So what is the point of a V8 petrol powered grand touring car like the AMG GT, which once would have had its own performance as its starring factor?
Within minutes of getting behind the seat of the AMG I had a strong inkling of the answer.
But, let’s look at the car itself. Produced entirely by Mercedes-Benz’s high performance division, AMG, there is something unashamedly old school about it.
Of course it has an excellent touchscreen information and entertainment system, all the latest safety gadgets, and a hi-fi system that makes you think you are in the Vienna Opera House.
But anyone can do that in a car these days.
What’s the GT has, in container-loads, is character and soul.
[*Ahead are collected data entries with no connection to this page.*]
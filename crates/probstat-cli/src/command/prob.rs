use probstat_stats::{
    format::format_value,
    probability::{Comparator, EventProbability},
};

use crate::command::input::DataArg;

#[derive(Debug, Clone, clap::Args)]
pub(crate) struct ProbArg {
    #[clap(flatten)]
    input: DataArg,
    /// Event type: ge (x ≥ k), le (x ≤ k) or eq (x = k)
    #[arg(long)]
    event: Comparator,
    /// Threshold value k
    #[arg(long, allow_negative_numbers = true)]
    k: f64,
}

pub fn run(arg: &ProbArg) -> anyhow::Result<()> {
    let ProbArg { input, event, k } = arg;

    let sample = input.load_sample()?;
    let result = EventProbability::compute(&sample, *event, *k);
    println!("Event: {}", result.describe());
    println!(
        "P = {} / {} = {}",
        result.favorable,
        result.total,
        format_value(result.probability)
    );
    println!("    ≈ {:.4} ({:.2}%)", result.probability, result.probability * 100.0);
    Ok(())
}
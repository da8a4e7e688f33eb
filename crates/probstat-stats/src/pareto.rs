//! Pareto ranking of observed values.

use serde::Serialize;

/// A label and how many times it occurs.
#[derive(Debug, Clone, PartialEq, Eq, Serialize)]
pub struct LabeledCount {
    pub label: String,
    pub count: u64,
}

/// Labeled counts sorted by descending count, with cumulative percentages.
#[derive(Debug, Clone, PartialEq, Serialize)]
pub struct ParetoSeries {
    /// Entries sorted by descending count; ties keep first-appearance order.
    pub entries: Vec<LabeledCount>,
    /// Cumulative percentage (0–100) up to and including each entry.
    pub cumulative_percent: Vec<f64>,
    /// Sum of all counts.
    pub total: u64,
}

impl ParetoSeries {
    /// Ranks arbitrary labeled counts.
    ///
    /// # Examples
    ///
    /// ```
    /// use probstat_stats::pareto::{LabeledCount, ParetoSeries};
    ///
    /// let series = ParetoSeries::new(vec![
    ///     LabeledCount { label: "b".into(), count: 1 },
    ///     LabeledCount { label: "a".into(), count: 3 },
    /// ]);
    /// assert_eq!(series.entries[0].label, "a");
    /// assert_eq!(series.cumulative_percent, vec![75.0, 100.0]);
    /// ```
    #[expect(clippy::cast_precision_loss)]
    #[must_use]
    pub fn new(mut entries: Vec<LabeledCount>) -> Self {
        // Stable sort keeps first-appearance order for ties
        entries.sort_by(|a, b| b.count.cmp(&a.count));

        let total = entries.iter().map(|e| e.count).sum::<u64>();
        let denominator = if total == 0 { 1.0 } else { total as f64 };
        let mut cumulative = 0;
        let cumulative_percent = entries
            .iter()
            .map(|e| {
                cumulative += e.count;
                100.0 * cumulative as f64 / denominator
            })
            .collect();

        Self {
            entries,
            cumulative_percent,
            total,
        }
    }

    /// Counts each distinct value of the data.
    ///
    /// Values are grouped by exact equality, so values that differ only by
    /// floating-point noise stay separate entries. Each label is the shortest
    /// string that reads back as the same value.
    ///
    /// # Examples
    ///
    /// ```
    /// use probstat_stats::pareto::ParetoSeries;
    ///
    /// let series = ParetoSeries::from_values(&[2.0, 1.5, 2.0, 3.0, 1.5, 2.0]);
    /// let labels = series.entries.iter().map(|e| e.label.as_str()).collect::<Vec<_>>();
    /// assert_eq!(labels, ["2", "1.5", "3"]);
    /// assert_eq!(series.total, 6);
    /// ```
    #[expect(clippy::float_cmp)]
    #[must_use]
    pub fn from_values(values: &[f64]) -> Self {
        let mut counts: Vec<(f64, u64)> = vec![];
        for &x in values {
            match counts.iter_mut().find(|(value, _)| *value == x) {
                Some((_, count)) => *count += 1,
                None => counts.push((x, 1)),
            }
        }
        let entries = counts
            .into_iter()
            .map(|(value, count)| LabeledCount {
                label: exact_label(value),
                count,
            })
            .collect();
        Self::new(entries)
    }

    /// Returns the largest count, or 0 for an empty series.
    #[must_use]
    pub fn max_count(&self) -> u64 {
        self.entries.first().map_or(0, |e| e.count)
    }

    #[must_use]
    pub fn len(&self) -> usize {
        self.entries.len()
    }

    #[must_use]
    pub fn is_empty(&self) -> bool {
        self.entries.is_empty()
    }
}

/// Formats a value without rounding; `-0` prints as `0`.
fn exact_label(value: f64) -> String {
    if value == 0.0 {
        return "0".to_string();
    }
    value.to_string()
}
You sit low and deep alongside your passenger, with a couple of tiny seats behind you indicating that family values perhaps are not of the highest concern for the driver and passenger.
Stab the button, and the engine comes to life a bit like waking up an Italian mastiff (or should that be a German mastiff?). No silent gliding here.
The car rumbles along the road, sounding and feeling much more like one of those overpowered muscle car coops from a 1960s movie than anything from the 2020s. The steering feels organic and real, rather than like you are playing with a game console joystick, which is sadly what a lot of cars these days feel like.
Just like every other car sold today, the steering is electric – you are not actually, controlling a mechanism that turns the wheels, you are simply sending a signal to an electrical program – but AMG have done a superb job in making you think otherwise.
It gather speed in bursts with its muscular V8 engine, and most importantly lets you know it is doing so. This is not the kind of car you get into, cruise down the road and then 20 minutes later look in astonishment at the speed and realise you were going much faster than you thought. It’s a car with a feeling of speed.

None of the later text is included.